Much (an abbreviation for its full name MuchMusic) is a Canadian English language discretionary specialty channel owned by BCE Inc. through its Bell Media subsidiary that airs programming aimed at teenagers and young adults.

MuchMusic launched on August 31, 1984, under the ownership of CHUM Limited, and was originally focused on music programming, including blocks of music videos and original series focusing on Canadian musicians. In the years since its acquisition by Bell, Much has cancelled the majority of its music programming due to budget and staffing cuts. The channel's full name was retired in 2013 in reflection of its decreasing reliance on music-related programming.

History

Under CHUM (1984–2006)
MuchMusic was licensed on April 2, 1984, by the Canadian Radio-television and Telecommunications Commission (CRTC) to CHUM Limited. It had faced competition from two other proposed services. One of them, CMTV Canadian Music Television, was deemed not to have sufficient financial resources. The third applicant was Rogers Radio Broadcasting. The CRTC believed that the Canadian market could only support one music video service and CHUM's proposal was chosen because of various commitments it had made and the company's expertise in music programming. The station was initially patterned on City Limits, an overnight weekend rock music show which had aired on sister station CITY-TV since 1983.

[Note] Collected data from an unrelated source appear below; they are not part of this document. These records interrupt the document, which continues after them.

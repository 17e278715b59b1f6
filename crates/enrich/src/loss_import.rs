//! Loss-statistics workbooks → `loss_records`.
//!
//! One workbook per township survey: headers on row 1, one sampled plot per
//! row, the `村委` column filled only on the first row of each village.

use std::collections::HashMap;
use std::path::{Path, PathBuf};

use chrono::{DateTime, Duration, NaiveDate, Timelike, Utc};
use lossgrid_engine::cell::CellValue;
use lossgrid_engine::sheet::Sheet;
use walkdir::WalkDir;

use crate::error::EnrichError;
use crate::sqlite_store::SqliteLossStore;
use crate::village::canonical_village;

pub const COL_TOWNSHIP: &str = "乡镇";
pub const COL_VILLAGE: &str = "村委";
pub const COL_RISK_DATE: &str = "出险时间";
pub const COL_GROWTH_STAGE: &str = "出险时间对应生长时期";
pub const COL_LOSS_LEVEL: &str = "报损程度";
pub const COL_FARMER: &str = "抽样农户名称";
pub const COL_PLOT: &str = "地块名称";
pub const COL_SPIKES: &str = "平均亩穗（万/亩）";
pub const COL_GRAINS: &str = "平均穗粒数（粒/穗）";
pub const COL_GRAIN_WEIGHT: &str = "平均千粒重（克）";
pub const COL_CURRENT_YIELD: &str = "抽样地块平均产量（kg/亩）";
pub const COL_HISTORICAL_YIELD: &str = "当地前三年平均产量（kg/亩）";
pub const COL_LOSS: &str = "损失程度%";

const REQUIRED_COLUMNS: [&str; 3] = [COL_VILLAGE, COL_FARMER, COL_LOSS];

/// One row of a loss-statistics workbook, flattened for storage.
#[derive(Debug, Clone, Default, PartialEq)]
pub struct LossSample {
    pub township: Option<String>,
    pub village: String,
    /// ISO date (`2024-05-20`), or the source text when it was not a date.
    pub risk_date: Option<String>,
    pub growth_stage: Option<String>,
    pub loss_level: Option<String>,
    pub farmer_name: Option<String>,
    pub plot_name: Option<String>,
    pub average_spikes_per_mu: Option<f64>,
    pub average_grains_per_spike: Option<f64>,
    pub thousand_grain_weight: Option<f64>,
    pub current_yield_kg_per_mu: Option<f64>,
    pub historical_yield_kg_per_mu: Option<f64>,
    pub loss_percentage: Option<f64>,
    pub avg_loss_same_level: Option<f64>,
    pub source_file: String,
    pub import_date: DateTime<Utc>,
    pub is_calculated_yield: bool,
    pub is_calculated_loss: bool,
}

/// Samples read from one workbook plus the rows that could not be used.
#[derive(Debug, Default)]
pub struct LossSheet {
    pub samples: Vec<LossSample>,
    /// Rows before the first village name (nothing to fill forward from).
    pub rows_without_village: usize,
}

/// Outcome of importing a directory tree.
#[derive(Debug, Default)]
pub struct LossImportSummary {
    pub imported: Vec<(PathBuf, usize)>,
    pub failures: Vec<(PathBuf, EnrichError)>,
}

impl LossImportSummary {
    pub fn records(&self) -> usize {
        self.imported.iter().map(|(_, n)| n).sum()
    }

    pub fn summary(&self) -> String {
        format!(
            "{} records from {} files, {} failed",
            self.records(),
            self.imported.len(),
            self.failures.len()
        )
    }
}

/// `" 损失 程度%\n"` → `"损失_程度%"`.
pub fn clean_column_name(raw: &str) -> String {
    raw.split_whitespace().collect::<Vec<_>>().join("_")
}

/// Excel serial date → ISO text. Whole days give `YYYY-MM-DD`, otherwise
/// `YYYY-MM-DDTHH:MM:SS`.
pub fn excel_serial_to_iso(serial: f64) -> Option<String> {
    if !serial.is_finite() || !(0.0..=2_958_466.0).contains(&serial) {
        return None;
    }
    let epoch = NaiveDate::from_ymd_opt(1899, 12, 30)?.and_hms_opt(0, 0, 0)?;
    let millis = (serial * 86_400_000.0).round() as i64;
    let datetime = epoch.checked_add_signed(Duration::milliseconds(millis))?;
    if datetime.num_seconds_from_midnight() == 0 {
        Some(datetime.format("%Y-%m-%d").to_string())
    } else {
        Some(datetime.format("%Y-%m-%dT%H:%M:%S").to_string())
    }
}

fn text_of(value: &CellValue) -> Option<String> {
    let text = value.display();
    let trimmed = text.trim();
    if trimmed.is_empty() {
        None
    } else {
        Some(trimmed.to_string())
    }
}

/// Numbers, or text that parses as one; anything else is missing.
fn number_of(value: &CellValue) -> Option<f64> {
    match value {
        CellValue::Number(n) if n.is_finite() => Some(*n),
        CellValue::Text(s) => s.trim().parse::<f64>().ok().filter(|n| n.is_finite()),
        _ => None,
    }
}

fn date_of(value: &CellValue) -> Option<String> {
    match value {
        CellValue::Number(n) => excel_serial_to_iso(*n),
        other => text_of(other),
    }
}

static EMPTY: CellValue = CellValue::Empty;

/// Row-1 header names (cleaned) → column.
struct HeaderColumns<'a> {
    sheet: &'a Sheet,
    columns: HashMap<String, usize>,
}

impl<'a> HeaderColumns<'a> {
    fn read(sheet: &'a Sheet) -> Self {
        let mut columns = HashMap::new();
        for col in 1..=sheet.max_col() {
            if let Some(name) = text_of(sheet.value(1, col)) {
                columns.entry(clean_column_name(&name)).or_insert(col);
            }
        }
        Self { sheet, columns }
    }

    fn contains(&self, name: &str) -> bool {
        self.columns.contains_key(name)
    }

    fn value(&self, row: usize, name: &str) -> &'a CellValue {
        match self.columns.get(name) {
            Some(&col) => self.sheet.value(row, col),
            None => &EMPTY,
        }
    }

    fn has_formula(&self, row: usize, name: &str) -> bool {
        self.columns
            .get(name)
            .and_then(|&col| self.sheet.cell(row, col))
            .is_some_and(|cell| cell.formula.is_some())
    }
}

/// Read the first sheet of a loss-statistics workbook.
///
/// `村委` is filled forward, villages are canonicalised with `suffixes`, and
/// each row's `avg_loss_same_level` is the mean `损失程度%` of all rows
/// sharing its `报损程度` (rows without a loss level get none).
pub fn read_loss_sheet(
    sheet: &Sheet,
    source_file: &str,
    suffixes: &[String],
    import_date: DateTime<Utc>,
) -> Result<LossSheet, String> {
    let columns = HeaderColumns::read(sheet);
    let missing: Vec<&str> = REQUIRED_COLUMNS
        .iter()
        .copied()
        .filter(|name| !columns.contains(name))
        .collect();
    if !missing.is_empty() {
        return Err(format!("missing column(s) {} in header row 1", missing.join(", ")));
    }
    let read = |row: usize, name: &str| columns.value(row, name);

    let mut result = LossSheet::default();
    let mut current_village: Option<String> = None;

    for row in 2..=sheet.max_row() {
        if sheet.is_row_empty(row) {
            continue;
        }
        if let Some(raw) = text_of(read(row, COL_VILLAGE)) {
            current_village = canonical_village(&raw, suffixes);
        }
        let Some(village) = current_village.clone() else {
            log::warn!("{source_file}: row {row} has no village, skipped");
            result.rows_without_village += 1;
            continue;
        };

        result.samples.push(LossSample {
            township: text_of(read(row, COL_TOWNSHIP)),
            village,
            risk_date: date_of(read(row, COL_RISK_DATE)),
            growth_stage: text_of(read(row, COL_GROWTH_STAGE)),
            loss_level: text_of(read(row, COL_LOSS_LEVEL)),
            farmer_name: text_of(read(row, COL_FARMER)),
            plot_name: text_of(read(row, COL_PLOT)),
            average_spikes_per_mu: number_of(read(row, COL_SPIKES)),
            average_grains_per_spike: number_of(read(row, COL_GRAINS)),
            thousand_grain_weight: number_of(read(row, COL_GRAIN_WEIGHT)),
            current_yield_kg_per_mu: number_of(read(row, COL_CURRENT_YIELD)),
            historical_yield_kg_per_mu: number_of(read(row, COL_HISTORICAL_YIELD)),
            loss_percentage: number_of(read(row, COL_LOSS)),
            avg_loss_same_level: None,
            source_file: source_file.to_string(),
            import_date,
            is_calculated_yield: columns.has_formula(row, COL_CURRENT_YIELD),
            is_calculated_loss: columns.has_formula(row, COL_LOSS),
        });
    }

    fill_level_averages(&mut result.samples);
    Ok(result)
}

/// Mean loss per loss level, ignoring rows without a loss value.
fn fill_level_averages(samples: &mut [LossSample]) {
    let mut sums: HashMap<String, (f64, usize)> = HashMap::new();
    for sample in samples.iter() {
        if let (Some(level), Some(loss)) = (&sample.loss_level, sample.loss_percentage) {
            let entry = sums.entry(level.clone()).or_insert((0.0, 0));
            entry.0 += loss;
            entry.1 += 1;
        }
    }
    for sample in samples.iter_mut() {
        sample.avg_loss_same_level = sample
            .loss_level
            .as_ref()
            .and_then(|level| sums.get(level))
            .map(|(sum, count)| sum / *count as f64);
    }
}

/// Import one workbook into the store. Returns the number of records inserted.
pub fn import_loss_file(store: &mut SqliteLossStore, path: &Path, suffixes: &[String]) -> Result<usize, EnrichError> {
    let import_err = |message: String| EnrichError::Import { path: path.to_path_buf(), message };

    let (workbook, _) = lossgrid_io::xlsx::import(path).map_err(import_err)?;
    let sheet = workbook
        .sheet(0)
        .ok_or_else(|| import_err("workbook has no sheets".to_string()))?;

    let source_file = path
        .file_name()
        .map(|n| n.to_string_lossy().into_owned())
        .unwrap_or_default();
    let loss_sheet = read_loss_sheet(sheet, &source_file, suffixes, Utc::now()).map_err(import_err)?;

    if loss_sheet.samples.is_empty() {
        log::info!("{source_file}: no loss records");
        return Ok(0);
    }
    let inserted = store.insert_samples(&loss_sheet.samples)?;
    log::info!("{source_file}: inserted {inserted} loss records");
    Ok(inserted)
}

/// `.xls`/`.xlsx` files under `root`, sorted, Office lock files excluded.
pub fn collect_loss_files(root: &Path) -> Vec<PathBuf> {
    let mut files: Vec<PathBuf> = WalkDir::new(root)
        .into_iter()
        .filter_map(|entry| entry.ok())
        .filter(|entry| entry.file_type().is_file())
        .map(|entry| entry.into_path())
        .filter(|path| {
            let is_lock = path
                .file_name()
                .and_then(|n| n.to_str())
                .is_some_and(|n| n.starts_with("~$"));
            let ext = path
                .extension()
                .and_then(|e| e.to_str())
                .map(|e| e.to_ascii_lowercase());
            !is_lock && matches!(ext.as_deref(), Some("xls") | Some("xlsx"))
        })
        .collect();
    files.sort();
    files
}

/// Import every loss workbook under `root`; a failing file is recorded and
/// the walk continues.
pub fn import_loss_tree(store: &mut SqliteLossStore, root: &Path, suffixes: &[String]) -> LossImportSummary {
    let mut summary = LossImportSummary::default();
    for path in collect_loss_files(root) {
        match import_loss_file(store, &path, suffixes) {
            Ok(n) => summary.imported.push((path, n)),
            Err(e) => {
                log::warn!("{e}");
                summary.failures.push((path, e));
            }
        }
    }
    summary
}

Shortly thereafter, MuchMusic was launched on August 31, 1984, as one of the first Canadian cable specialty channels. It was headed by the channel's founders John Martin and Moses Znaimer. The first video played on MuchMusic was "an early music-to-film synchronization short from the 1920s which featured Eubie Blake performing Snappy Songs." The first video made specifically for television air play was Rush's "The Enemy Within". MuchMusic's slogan, and on-air advertising, was "The Nation's Music Station".

Making use of CHUM's facilities and production teams, the channel produced many specialty musical and variety shows, including the long-running dance show Electric Circus and the late 1980s game show Test Pattern, and Citytv shows such as City Limits, The Power Hour, The MuchMusic Spotlight and The New Music also became integral parts of the MuchMusic schedule.

The channel's format consisted primarily of an eight-hour daily block which mixed scheduled shows with VJ-hosted general "videoflow", which would then be repeated two more times to fill the 24-hour schedule. Some variance from this model was seen with the late-night shows City Limits and Too Much 4 Much (a show that featured panel discussions surrounding controversial music videos that the channel had refused to air in regular rotation), and live specials such as Intimate and Interactive.

For the first few years of the channel, it was classified as a pay television service and was therefore offered largely in bundles along with other pay-stations such as First Choice and TSN, and would occasionally offer free preview weekends for non-subscribers. The subscriber count was at 500,000 customers by December 1984. In December 1987, MuchMusic received permission from the CRTC to move to basic cable lineups beginning on September 1, 1989; in the interim cable operators could offer the channel as a negative-option expanded basic channel.

A US version of MuchMusic, originally known as "MuchMusic USA", was launched in the U.S. on July 1, 1994, through a partnership with Rainbow Media. The network was largely a simulcast of the Canadian version with U.S. advertising and acquired programs. The network would go into its own direction over time, eventually rebranding as Fuse in 2003.

In 1995, the annual Canadian Music Video Awards were renamed to the "MuchMusic Video Awards" (presently known as the "iHeartRadio MMVAs" as of 2018). Since 1996, the ceremonies have been held outside the formerly-named "MuchMusic Headquarters" on 299 Queen Street West, the present-day main offices for Bell Media's speciality channels.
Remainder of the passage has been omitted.